Dataset entries:
- Opening Delimiter -

//! Attendee roster for one specific date.

use serde::{Deserialize, Serialize};

/// Stable user identifier, supplied per interaction by the identity
/// provider.
pub type UserId = i64;

/// Everyone who joined one specific date, in join order.
#[derive(Debug, Clone, Default, PartialEq, Eq, Serialize, Deserialize)]
pub struct Event {
    attendees: Vec<UserId>,
}

impl Event {
    /// Record an attendee. Joining is idempotent: a user already on the
    /// roster is left in place and `false` is returned.
    pub fn join(&mut self, user: UserId) -> bool {
        if self.has_joined(user) {
            return false;
        }
        self.attendees.push(user);
        true
    }

    pub fn has_joined(&self, user: UserId) -> bool {
        self.attendees.contains(&user)
    }

    pub fn count_attendee(&self) -> usize {
        self.attendees.len()
    }

    pub fn attendees(&self) -> &[UserId] {
        &self.attendees
    }
}
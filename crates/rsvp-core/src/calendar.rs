//! A named collection of date slots owned by one organizer.
//!
//! The calendar is pure data: locking, reminder scheduling and delivery
//! all live in [`crate::store`]. Every mutating operation refreshes
//! `last_activity`, the input to the idle-eviction rule.

use std::collections::hash_map::Entry;
use std::collections::{BTreeSet, HashMap};
use std::time::Duration;

use chrono::{DateTime, Utc};
use serde::{Deserialize, Serialize};

use crate::error::CalendarError;
use crate::event::{Event, UserId};
use crate::stamp::DateKey;

/// Derive the shareable invitation token of an organizer.
///
/// The token is a stable, reversible encoding of the owner id: whoever
/// holds it can locate that organizer's calendar, and nothing else.
pub fn encode_invite(owner: UserId) -> String {
    owner.to_string()
}

/// Resolve an invitation token back to the owner id it encodes.
pub fn decode_invite(token: &str) -> Option<UserId> {
    token.trim().parse().ok()
}

#[derive(Debug, Clone, Serialize, Deserialize)]
pub struct Calendar {
    owner: UserId,
    name: String,
    description: String,
    invite: String,
    notifications: bool,
    last_activity: DateTime<Utc>,
    dates: HashMap<DateKey, Event>,
}

impl Calendar {
    /// Create a calendar. Notifications default to on.
    pub fn new(owner: UserId, name: impl Into<String>, description: impl Into<String>) -> Self {
        Self {
            owner,
            name: name.into(),
            description: description.into(),
            invite: encode_invite(owner),
            notifications: true,
            last_activity: Utc::now(),
            dates: HashMap::new(),
        }
    }

    // ── Queries ──────────────────────────────────────────────────────

    pub fn owner(&self) -> UserId {
        self.owner
    }

    pub fn name(&self) -> &str {
        &self.name
    }

    pub fn description(&self) -> &str {
        &self.description
    }

    pub fn invite(&self) -> &str {
        &self.invite
    }

    pub fn notifications_enabled(&self) -> bool {
        self.notifications
    }

    pub fn last_activity(&self) -> DateTime<Utc> {
        self.last_activity
    }

    pub fn date_count(&self) -> usize {
        self.dates.len()
    }

    pub fn has_date(&self, key: &DateKey) -> bool {
        self.dates.contains_key(key)
    }

    pub fn dates(&self) -> impl Iterator<Item = (&DateKey, &Event)> {
        self.dates.iter()
    }

    /// Attendees of one date, in join order. Empty when the date is not
    /// registered.
    pub fn current_attendee(&self, key: &DateKey) -> &[UserId] {
        self.dates.get(key).map(Event::attendees).unwrap_or(&[])
    }

    pub fn count_attendee(&self, key: &DateKey) -> usize {
        self.current_attendee(key).len()
    }

    /// Deduplicated union of attendees across all dates; the audience for
    /// calendar-wide broadcasts.
    pub fn all_current_attendee(&self) -> BTreeSet<UserId> {
        self.dates
            .values()
            .flat_map(|event| event.attendees().iter().copied())
            .collect()
    }

    /// Eviction rule: no dates left and no activity for `threshold`.
    pub fn is_idle(&self, threshold: Duration) -> bool {
        self.is_idle_at(Utc::now(), threshold)
    }

    pub fn is_idle_at(&self, now: DateTime<Utc>, threshold: Duration) -> bool {
        self.dates.is_empty()
            && (now - self.last_activity)
                .to_std()
                .map_or(false, |elapsed| elapsed >= threshold)
    }

    // ── Mutations ────────────────────────────────────────────────────

    /// Register a date slot. Returns `true` only when the slot is newly
    /// created; the caller uses this to avoid stacking duplicate reminder
    /// chains. Activity is refreshed either way.
    pub fn add_date(&mut self, key: DateKey) -> bool {
        self.touch();
        match self.dates.entry(key) {
            Entry::Occupied(_) => false,
            Entry::Vacant(slot) => {
                slot.insert(Event::default());
                true
            }
        }
    }

    /// Drop a date slot, returning its roster if it existed.
    pub fn remove_date(&mut self, key: &DateKey) -> Option<Event> {
        self.touch();
        self.dates.remove(key)
    }

    /// Join a registered date.
    pub fn join_date(&mut self, key: &DateKey, user: UserId) -> Result<(), CalendarError> {
        let event = self.dates.get_mut(key).ok_or(CalendarError::InvalidEvent)?;
        if !event.join(user) {
            return Err(CalendarError::AlreadyJoined);
        }
        self.touch();
        Ok(())
    }

    /// Replace the name, returning the previous one for the edit broadcast.
    pub fn set_name(&mut self, name: impl Into<String>) -> String {
        self.touch();
        std::mem::replace(&mut self.name, name.into())
    }

    /// Replace the description, returning the previous one.
    pub fn set_description(&mut self, description: impl Into<String>) -> String {
        self.touch();
        std::mem::replace(&mut self.description, description.into())
    }

    pub fn set_notifications(&mut self, enabled: bool) {
        self.touch();
        self.notifications = enabled;
    }

    fn touch(&mut self) {
        self.last_activity = Utc::now();
    }
}
//! Server-side session persistence

use chrono::Utc;
use sqlx::SqlitePool;
use uuid::Uuid;

use farmlink_common::db::models::User;
use farmlink_common::Result;

/// Create a session row for the user and return its token
pub async fn create_session(pool: &SqlitePool, user_id: i64) -> Result<String> {
    let token = Uuid::new_v4().to_string();

    sqlx::query("INSERT INTO sessions (token, user_id, created_at) VALUES (?, ?, ?)")
        .bind(&token)
        .bind(user_id)
        .bind(Utc::now().to_rfc3339())
        .execute(pool)
        .await?;

    Ok(token)
}

/// Resolve a session token to its user, if the session is still live
pub async fn find_user(pool: &SqlitePool, token: &str) -> Result<Option<User>> {
    let row = sqlx::query(
        r#"
        SELECT u.id, u.name, u.email, u.password_hash, u.phone, u.role,
               u.village, u.district, u.state, u.pincode, u.profile_image, u.created_at
        FROM sessions s
        JOIN users u ON u.id = s.user_id
        WHERE s.token = ?
        "#,
    )
    .bind(token)
    .fetch_optional(pool)
    .await?;

    row.map(|r| crate::db::users::map_user(&r)).transpose()
}

/// Drop a session; a no-op if the token is already gone
pub async fn delete_session(pool: &SqlitePool, token: &str) -> Result<()> {
    sqlx::query("DELETE FROM sessions WHERE token = ?")
        .bind(token)
        .execute(pool)
        .await?;

    Ok(())
}
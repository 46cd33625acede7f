//! Credential hashing and session-cookie signing
//!
//! Passwords are stored as bcrypt hashes, never plaintext. Session cookies
//! carry `token.signature` where the signature is SHA-256 over the token and
//! the configured secret key, so a cookie minted under one secret is useless
//! under another.

use crate::{Error, Result};
use sha2::{Digest, Sha256};

/// Hash a plaintext password for storage
pub fn hash_password(plain: &str) -> Result<String> {
    bcrypt::hash(plain, bcrypt::DEFAULT_COST)
        .map_err(|e| Error::Internal(format!("Password hashing failed: {}", e)))
}

/// Check a plaintext password against a stored hash
pub fn verify_password(plain: &str, hash: &str) -> bool {
    bcrypt::verify(plain, hash).unwrap_or(false)
}

/// Signature binding a session token to the secret key
pub fn session_signature(token: &str, secret_key: &str) -> String {
    let mut hasher = Sha256::new();
    hasher.update(token.as_bytes());
    hasher.update(secret_key.as_bytes());
    format!("{:x}", hasher.finalize())
}

/// Cookie value for a session token: `token.signature`
pub fn encode_session_cookie(token: &str, secret_key: &str) -> String {
    format!("{}.{}", token, session_signature(token, secret_key))
}

/// Verify a cookie value and return the embedded token
pub fn decode_session_cookie<'a>(value: &'a str, secret_key: &str) -> Option<&'a str> {
    let (token, signature) = value.split_once('.')?;
    if signature == session_signature(token, secret_key) {
        Some(token)
    } else {
        None
    }
}

/// Random 256-bit secret, hex encoded
pub fn generate_secret_key() -> String {
    use rand::Rng;

    let bytes: [u8; 32] = rand::thread_rng().gen();
    bytes.iter().map(|b| format!("{:02x}", b)).collect()
}

#[cfg(test)]
mod tests {
    use super::*;

    #[test]
    fn password_hash_roundtrip() {
        let hash = hash_password("hunter2").unwrap();
        assert_ne!(hash, "hunter2");
        assert!(verify_password("hunter2", &hash));
        assert!(!verify_password("wrong", &hash));
    }

    #[test]
    fn cookie_signature_binds_secret() {
        let cookie = encode_session_cookie("token-1", "secret-a");
        assert_eq!(decode_session_cookie(&cookie, "secret-a"), Some("token-1"));
        assert_eq!(decode_session_cookie(&cookie, "secret-b"), None);
    }

    #[test]
    fn tampered_cookie_rejected() {
        let cookie = encode_session_cookie("token-1", "secret-a");
        let tampered = cookie.replace("token-1", "token-2");
        assert_eq!(decode_session_cookie(&tampered, "secret-a"), None);
        assert_eq!(decode_session_cookie("no-dot-here", "secret-a"), None);
    }

    #[test]
    fn generated_secrets_are_distinct() {
        let first = generate_secret_key();
        let second = generate_secret_key();
        assert_ne!(first, second);
        assert_eq!(first.len(), 64);
    }
}
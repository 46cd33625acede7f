//! Database access for farmlink
//!
//! SQLite via sqlx. The schema is created on startup; `CREATE TABLE IF NOT
//! EXISTS` keeps initialization idempotent across restarts.

pub mod models;

use crate::Result;
use sqlx::SqlitePool;
use std::path::Path;

/// Initialize the database connection pool, creating the file and schema
/// if missing
pub async fn init_database_pool(db_path: &Path) -> Result<SqlitePool> {
    if let Some(parent) = db_path.parent() {
        std::fs::create_dir_all(parent)?;
    }

    // SQLite URI with mode=rwc (read, write, create)
    let db_url = format!("sqlite://{}?mode=rwc", db_path.display());
    tracing::debug!("Connecting to database: {}", db_url);

    let pool = SqlitePool::connect(&db_url).await?;
    init_tables(&pool).await?;

    Ok(pool)
}

/// Create the application tables if they don't exist
pub async fn init_tables(pool: &SqlitePool) -> Result<()> {
    sqlx::query("PRAGMA foreign_keys = ON").execute(pool).await?;

    sqlx::query(
        r#"
        CREATE TABLE IF NOT EXISTS users (
            id INTEGER PRIMARY KEY AUTOINCREMENT,
            name TEXT NOT NULL,
            email TEXT NOT NULL UNIQUE,
            password_hash TEXT NOT NULL,
            phone TEXT,
            role TEXT NOT NULL,
            village TEXT,
            district TEXT,
            state TEXT,
            pincode TEXT,
            profile_image TEXT,
            created_at TEXT NOT NULL
        )
        "#,
    )
    .execute(pool)
    .await?;

    sqlx::query(
        r#"
        CREATE TABLE IF NOT EXISTS products (
            id INTEGER PRIMARY KEY AUTOINCREMENT,
            farmer_id INTEGER NOT NULL REFERENCES users(id),
            image_path TEXT NOT NULL,
            category TEXT NOT NULL DEFAULT '',
            name TEXT NOT NULL DEFAULT '',
            pick_time TEXT NOT NULL DEFAULT '',
            temperature TEXT NOT NULL DEFAULT '',
            expiry_prediction TEXT NOT NULL,
            description TEXT NOT NULL,
            tips TEXT NOT NULL,
            created_at TEXT NOT NULL
        )
        "#,
    )
    .execute(pool)
    .await?;

    sqlx::query(
        r#"
        CREATE TABLE IF NOT EXISTS videos (
            id INTEGER PRIMARY KEY AUTOINCREMENT,
            farmer_id INTEGER NOT NULL REFERENCES users(id),
            video_path TEXT NOT NULL,
            thumbnail_path TEXT NOT NULL,
            title TEXT NOT NULL DEFAULT '',
            description TEXT NOT NULL DEFAULT '',
            location TEXT NOT NULL DEFAULT '',
            expiry_date TEXT NOT NULL DEFAULT '',
            created_at TEXT NOT NULL
        )
        "#,
    )
    .execute(pool)
    .await?;

    // One like per (user, video); the toggle relies on this to stay
    // race-proof under concurrent requests.
    sqlx::query(
        r#"
        CREATE TABLE IF NOT EXISTS likes (
            id INTEGER PRIMARY KEY AUTOINCREMENT,
            user_id INTEGER NOT NULL REFERENCES users(id),
            video_id INTEGER NOT NULL REFERENCES videos(id),
            UNIQUE(user_id, video_id)
        )
        "#,
    )
    .execute(pool)
    .await?;

    sqlx::query(
        r#"
        CREATE TABLE IF NOT EXISTS comments (
            id INTEGER PRIMARY KEY AUTOINCREMENT,
            user_id INTEGER NOT NULL REFERENCES users(id),
            video_id INTEGER NOT NULL REFERENCES videos(id),
            text TEXT NOT NULL,
            user_name TEXT NOT NULL,
            created_at TEXT NOT NULL
        )
        "#,
    )
    .execute(pool)
    .await?;

    sqlx::query(
        r#"
        CREATE TABLE IF NOT EXISTS sessions (
            token TEXT PRIMARY KEY,
            user_id INTEGER NOT NULL REFERENCES users(id),
            created_at TEXT NOT NULL
        )
        "#,
    )
    .execute(pool)
    .await?;

    tracing::info!("Database tables initialized (users, products, videos, likes, comments, sessions)");

    Ok(())
}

- Closing Delimiter -

*Exercise objective*. Copy out every line from the data above in which the word "invitation" occurs.

*Exercise answer*.
/// Derive the shareable invitation token of an organizer.
/// Resolve an invitation token back to the owner id it encodes.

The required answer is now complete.